== Segment start ==

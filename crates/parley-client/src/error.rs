//! Error types for the client driver.

use parley_core::{ConnectionError, SendError};
use thiserror::Error;

/// Socket errors reported by a [`crate::Connector`].
#[derive(Debug, Clone, Error, PartialEq, Eq)]
pub enum TransportError {
    /// The URL or request could not be built. Not retried.
    #[error("invalid endpoint: {0}")]
    InvalidEndpoint(String),

    /// Connection refused, DNS failure, handshake error.
    #[error("connection failed: {0}")]
    Connect(String),

    /// Handshake did not finish in time.
    #[error("connection timed out after {0:?}")]
    Timeout(std::time::Duration),
}

impl TransportError {
    /// Returns true if a later attempt may succeed.
    pub fn is_transient(&self) -> bool {
        !matches!(self, Self::InvalidEndpoint(_))
    }
}

/// REST collaborator errors. Logged, never surfaced as a state change.
#[derive(Debug, Error)]
pub enum ServiceError {
    /// Request could not be sent or the response not read.
    #[error("request failed: {0}")]
    Request(String),

    /// Server answered with a non-success status.
    #[error("server returned status {0}")]
    Status(u16),

    /// Response body did not match the expected shape.
    #[error("unexpected response body: {0}")]
    Decode(String),
}

/// Errors returned by [`crate::RoomSession`] operations.
#[derive(Debug, Clone, Error, PartialEq, Eq)]
pub enum SessionError {
    /// Session reached a terminal state.
    #[error(transparent)]
    Connection(#[from] ConnectionError),

    /// Send rejected, nothing was transmitted.
    #[error(transparent)]
    Send(#[from] SendError),
}

#[cfg(test)]
mod tests {
    use super::*;

    #[test]
    fn only_invalid_endpoint_is_permanent() {
        assert!(!TransportError::InvalidEndpoint("x".into()).is_transient());
        assert!(TransportError::Connect("refused".into()).is_transient());
        assert!(TransportError::Timeout(std::time::Duration::from_secs(1)).is_transient());
    }
}
impl ConnectionManager {
    /// Create a manager in [`ConnectionState::Disconnected`].
    pub fn new(
        room_id: RoomId,
        local_user: UserId,
        credential: Credential,
        endpoint: Endpoint,
        config: ConnectionConfig,
    ) -> Self {
        Self {
            room_id,
            local_user,
            credential,
            endpoint,
            state: ConnectionState::Disconnected,
            link: LinkPhase::Idle,
            next_link: 0,
            heartbeat: HeartbeatMonitor::new(config.heartbeat_interval, config.missed_pong_limit),
            reconnect: ReconnectState::new(config.reconnect),
            reconnect_pending: false,
            disconnect_requested: false,
            failure: None,
        }
    }

    /// Current state
    pub fn state(&self) -> ConnectionState {
        self.state
    }

    /// Room this manager serves
    pub fn room_id(&self) -> &RoomId {
        &self.room_id
    }

    /// Local user, used to tell own messages from remote ones
    pub fn local_user(&self) -> &UserId {
        &self.local_user
    }

    /// Credential used for the next socket and REST call
    pub fn credential(&self) -> &Credential {
        &self.credential
    }

    /// Reconnects scheduled since the last successful open
    pub fn attempt_count(&self) -> u32 {
        self.reconnect.attempt_count()
    }

    /// Reconnect schedule in use
    pub fn reconnect_policy(&self) -> &ReconnectPolicy {
        self.reconnect.policy()
    }

    /// Socket currently opening or open
    pub fn link(&self) -> Option<LinkId> {
        self.link.id()
    }

    /// True if the current socket has opened
    pub fn is_link_open(&self) -> bool {
        matches!(self.link, LinkPhase::Open(_))
    }

    /// True while a reconnect timer should be armed
    pub fn reconnect_pending(&self) -> bool {
        self.reconnect_pending
    }

    /// True while the heartbeat timer should be armed
    pub fn heartbeat_running(&self) -> bool {
        self.heartbeat.is_running()
    }

    /// Why the manager is in a terminal state
    pub fn failure(&self) -> Option<&ConnectionError> {
        self.failure.as_ref()
    }

    /// Start connecting.
    ///
    /// Resets the reconnect budget. Does nothing while a socket is opening or
    /// open, or while a reconnect is already scheduled. If the room URL
    /// cannot be built the manager moves straight to `Failed`.
    pub fn connect(&mut self) -> Vec<ConnectionAction> {
        if self.link != LinkPhase::Idle || self.reconnect_pending {
            tracing::debug!(room = %self.room_id, state = %self.state, "connect ignored");
            return Vec::new();
        }

        self.reconnect.reset();
        self.begin_attempt()
    }

    /// Stop the session: cancel timers, close the socket with code 1000 and
    /// move to `Disconnected`.
    ///
    /// Terminal states are kept so the caller can still see why the session
    /// ended. Calling this twice is harmless.
    pub fn disconnect(&mut self) -> Vec<ConnectionAction> {
        self.disconnect_requested = true;

        let mut actions = Vec::new();

        if std::mem::take(&mut self.reconnect_pending) {
            actions.push(ConnectionAction::CancelReconnect);
        }

        self.stop_heartbeat(&mut actions);

        if let Some(link) = self.link.id() {
            self.link = LinkPhase::Idle;
            actions.push(ConnectionAction::Close {
                link,
                code: close_code::NORMAL,
                reason: "client disconnect".to_string(),
            });
        }

        if matches!(self.state, ConnectionState::Connecting | ConnectionState::Connected) {
            self.transition(ConnectionState::Disconnected, &mut actions);
        }

        actions
    }

    /// Replace the credential. If connected, the socket is recycled so the
    /// server sees the new token.
    pub fn update_credential(&mut self, credential: Credential) -> Vec<ConnectionAction> {
        self.credential = credential;

        if self.state != ConnectionState::Connected {
            return Vec::new();
        }

        tracing::info!(room = %self.room_id, "credential rotated, reconnecting");

        let mut actions = self.disconnect();
        actions.extend(self.connect());
        actions
    }

    /// Socket `link` finished its handshake.
    pub fn handle_open(&mut self, link: LinkId) -> Vec<ConnectionAction> {
        if self.link != LinkPhase::Opening(link) {
            tracing::debug!(room = %self.room_id, %link, "ignoring open of stale link");
            return Vec::new();
        }

        self.link = LinkPhase::Open(link);
        self.reconnect.reset();
        self.failure = None;

        let mut actions = Vec::new();
        self.transition(ConnectionState::Connected, &mut actions);

        self.heartbeat.start();
        actions.push(ConnectionAction::StartHeartbeat { interval: self.heartbeat.interval() });
        actions.push(ConnectionAction::FetchHistory { link });

        actions
    }

    /// Socket `link` closed with `code`. A transport failure without a close
    /// frame is reported as [`close_code::ABNORMAL`].
    pub fn handle_close(&mut self, link: LinkId, code: u16) -> Vec<ConnectionAction> {
        if self.link.id() != Some(link) {
            tracing::debug!(room = %self.room_id, %link, code, "ignoring close of stale link");
            return Vec::new();
        }

        self.link = LinkPhase::Idle;

        let mut actions = Vec::new();
        self.stop_heartbeat(&mut actions);

        match CloseKind::classify(code) {
            CloseKind::Normal => {
                tracing::info!(room = %self.room_id, "server closed normally");
                self.transition(ConnectionState::Disconnected, &mut actions);
            },
            CloseKind::AuthFailed => {
                tracing::warn!(room = %self.room_id, "credential rejected");
                self.failure = Some(ConnectionError::Unauthorized);
                self.transition(ConnectionState::AuthError, &mut actions);
            },
            CloseKind::Transient => {
                tracing::info!(room = %self.room_id, code, "link dropped");
                self.schedule_reconnect(&mut actions);
            },
        }

        actions
    }

    /// The transport could not be constructed for `link` at all, for example
    /// because the URL was rejected. Moves to `Failed` without retrying.
    pub fn handle_unavailable(&mut self, link: LinkId, reason: String) -> Vec<ConnectionAction> {
        if self.link != LinkPhase::Opening(link) {
            tracing::debug!(room = %self.room_id, %link, "ignoring failure of stale link");
            return Vec::new();
        }

        self.link = LinkPhase::Idle;

        let mut actions = Vec::new();
        tracing::warn!(room = %self.room_id, %reason, "cannot construct transport");
        self.fail(ConnectionError::InvalidEndpoint(reason), &mut actions);
        actions
    }

    /// Text frame received on `link`.
    ///
    /// Undecodable frames are logged and dropped; unknown frame types are
    /// ignored. Neither affects the connection.
    pub fn handle_frame(&mut self, link: LinkId, text: &str) -> Vec<ConnectionAction> {
        if self.link != LinkPhase::Open(link) {
            tracing::debug!(room = %self.room_id, %link, "ignoring frame from stale link");
            return Vec::new();
        }

        match WireFrame::decode(text) {
            Ok(Some(frame)) => self.handle_wire_frame(frame),
            Ok(None) => {
                tracing::debug!(room = %self.room_id, "ignoring frame of unknown type");
                Vec::new()
            },
            Err(error) => {
                tracing::warn!(room = %self.room_id, %error, "dropping undecodable frame");
                Vec::new()
            },
        }
    }

    fn handle_wire_frame(&mut self, frame: WireFrame) -> Vec<ConnectionAction> {
        match frame {
            WireFrame::ChatMessage { message: ChatBody::Delivered(message) } => {
                let remote = message.sender_id != self.local_user;
                let mut actions = vec![ConnectionAction::Deliver(RoomEvent::Message(message))];
                if remote {
                    actions.push(ConnectionAction::MarkRead);
                }
                actions
            },
            WireFrame::ChatMessage { message: ChatBody::Text(_) } => {
                tracing::debug!(room = %self.room_id, "ignoring chat_message without a stored message");
                Vec::new()
            },
            WireFrame::Typing { sender_id } => {
                vec![ConnectionAction::Deliver(RoomEvent::Typing { sender_id })]
            },
            WireFrame::ChatHistory { messages } => {
                vec![ConnectionAction::Deliver(RoomEvent::History(messages))]
            },
            WireFrame::Pong => {
                self.heartbeat.pong_received();
                Vec::new()
            },
            WireFrame::Ping => Vec::new(),
        }
    }

    /// Backlog fetched for `link`. Dropped unless that socket is still the
    /// open one.
    pub fn history_loaded(
        &mut self,
        link: LinkId,
        messages: Vec<parley_proto::Message>,
    ) -> Vec<ConnectionAction> {
        if self.link != LinkPhase::Open(link) {
            tracing::debug!(room = %self.room_id, %link, "dropping history for stale link");
            return Vec::new();
        }

        vec![ConnectionAction::Deliver(RoomEvent::History(messages))]
    }

    /// Reconnect delay elapsed.
    pub fn reconnect_timer_fired(&mut self) -> Vec<ConnectionAction> {
        if !self.reconnect_pending || self.disconnect_requested {
            tracing::debug!(room = %self.room_id, "ignoring stale reconnect timer");
            return Vec::new();
        }

        self.reconnect_pending = false;
        tracing::info!(
            room = %self.room_id,
            attempt = self.reconnect.attempt_count(),
            "reconnecting"
        );
        self.begin_attempt()
    }

    /// Heartbeat interval elapsed.
    pub fn heartbeat_fired(&mut self) -> Vec<ConnectionAction> {
        let LinkPhase::Open(link) = self.link else {
            return Vec::new();
        };

        match self.heartbeat.beat() {
            Beat::Idle => Vec::new(),
            Beat::Ping => vec![ConnectionAction::Send(WireFrame::Ping)],
            Beat::Expired { unanswered } => {
                tracing::warn!(room = %self.room_id, unanswered, "peer stopped answering pings");

                let mut actions = vec![ConnectionAction::Close {
                    link,
                    code: close_code::LIVENESS_TIMEOUT,
                    reason: "heartbeat timeout".to_string(),
                }];
                actions.extend(self.handle_close(link, close_code::LIVENESS_TIMEOUT));
                actions
            },
        }
    }

    /// Send a chat message.
    ///
    /// # Errors
    ///
    /// - `SendError::NotConnected` unless `Connected`
    /// - `SendError::EmptyMessage` if `text` is blank
    pub fn send_message(&self, text: &str) -> Result<Vec<ConnectionAction>, SendError> {
        self.ensure_connected()?;

        if text.trim().is_empty() {
            return Err(SendError::EmptyMessage);
        }

        Ok(vec![ConnectionAction::Send(WireFrame::chat_message(text))])
    }

    /// Tell the room the local user is typing.
    ///
    /// # Errors
    ///
    /// - `SendError::NotConnected` unless `Connected`
    pub fn send_typing(&self) -> Result<Vec<ConnectionAction>, SendError> {
        self.ensure_connected()?;
        Ok(vec![ConnectionAction::Send(WireFrame::typing())])
    }

    fn ensure_connected(&self) -> Result<(), SendError> {
        if self.state == ConnectionState::Connected && self.is_link_open() {
            Ok(())
        } else {
            Err(SendError::NotConnected { state: self.state })
        }
    }

    fn begin_attempt(&mut self) -> Vec<ConnectionAction> {
        let mut actions = Vec::new();
        self.disconnect_requested = false;

        match self.endpoint.room_url(&self.room_id, &self.credential) {
            Ok(url) => {
                let link = LinkId(self.next_link);
                self.next_link += 1;
                self.link = LinkPhase::Opening(link);

                self.transition(ConnectionState::Connecting, &mut actions);
                tracing::debug!(room = %self.room_id, %link, "opening link");
                actions.push(ConnectionAction::Open { link, url });
            },
            Err(error) => {
                tracing::warn!(room = %self.room_id, %error, "cannot construct transport");
                self.fail(error, &mut actions);
            },
        }

        actions
    }

    fn schedule_reconnect(&mut self, actions: &mut Vec<ConnectionAction>) {
        match self.reconnect.next_attempt() {
            Some((attempt, delay)) => {
                self.reconnect_pending = true;
                self.transition(ConnectionState::Connecting, actions);
                tracing::info!(room = %self.room_id, attempt, ?delay, "reconnect scheduled");
                actions.push(ConnectionAction::ScheduleReconnect { delay, attempt });
            },
            None => {
                let attempts = self.reconnect.policy().max_attempts;
                tracing::warn!(room = %self.room_id, attempts, "reconnect budget exhausted");
                self.fail(ConnectionError::RetriesExhausted { attempts }, actions);
            },
        }
    }

    fn stop_heartbeat(&mut self, actions: &mut Vec<ConnectionAction>) {
        if self.heartbeat.stop() {
            actions.push(ConnectionAction::StopHeartbeat);
        }
    }

    fn fail(&mut self, error: ConnectionError, actions: &mut Vec<ConnectionAction>) {
        self.failure = Some(error);
        self.transition(ConnectionState::Failed, actions);
    }

    fn transition(&mut self, next: ConnectionState, actions: &mut Vec<ConnectionAction>) {
        if self.state == next {
            return;
        }

        tracing::info!(room = %self.room_id, from = %self.state, to = %next, "connection state changed");
        self.state = next;
        actions.push(ConnectionAction::StatusChanged(next));
    }
}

== Segment end ==

• [What is being asked]: Your task is to retype the entries verbatim, starting with the line that holds "a chat message." and stopping after the line that holds "fn begin_attempt(&mut self)".

• [Output below]:
    /// Send a chat message.
    ///
    /// # Errors
    ///
    /// - `SendError::NotConnected` unless `Connected`
    /// - `SendError::EmptyMessage` if `text` is blank
    pub fn send_message(&self, text: &str) -> Result<Vec<ConnectionAction>, SendError> {
        self.ensure_connected()?;

        if text.trim().is_empty() {
            return Err(SendError::EmptyMessage);
        }

        Ok(vec![ConnectionAction::Send(WireFrame::chat_message(text))])
    }

    /// Tell the room the local user is typing.
    ///
    /// # Errors
    ///
    /// - `SendError::NotConnected` unless `Connected`
    pub fn send_typing(&self) -> Result<Vec<ConnectionAction>, SendError> {
        self.ensure_connected()?;
        Ok(vec![ConnectionAction::Send(WireFrame::typing())])
    }

    fn ensure_connected(&self) -> Result<(), SendError> {
        if self.state == ConnectionState::Connected && self.is_link_open() {
            Ok(())
        } else {
            Err(SendError::NotConnected { state: self.state })
        }
    }

    fn begin_attempt(&mut self) -> Vec<ConnectionAction> {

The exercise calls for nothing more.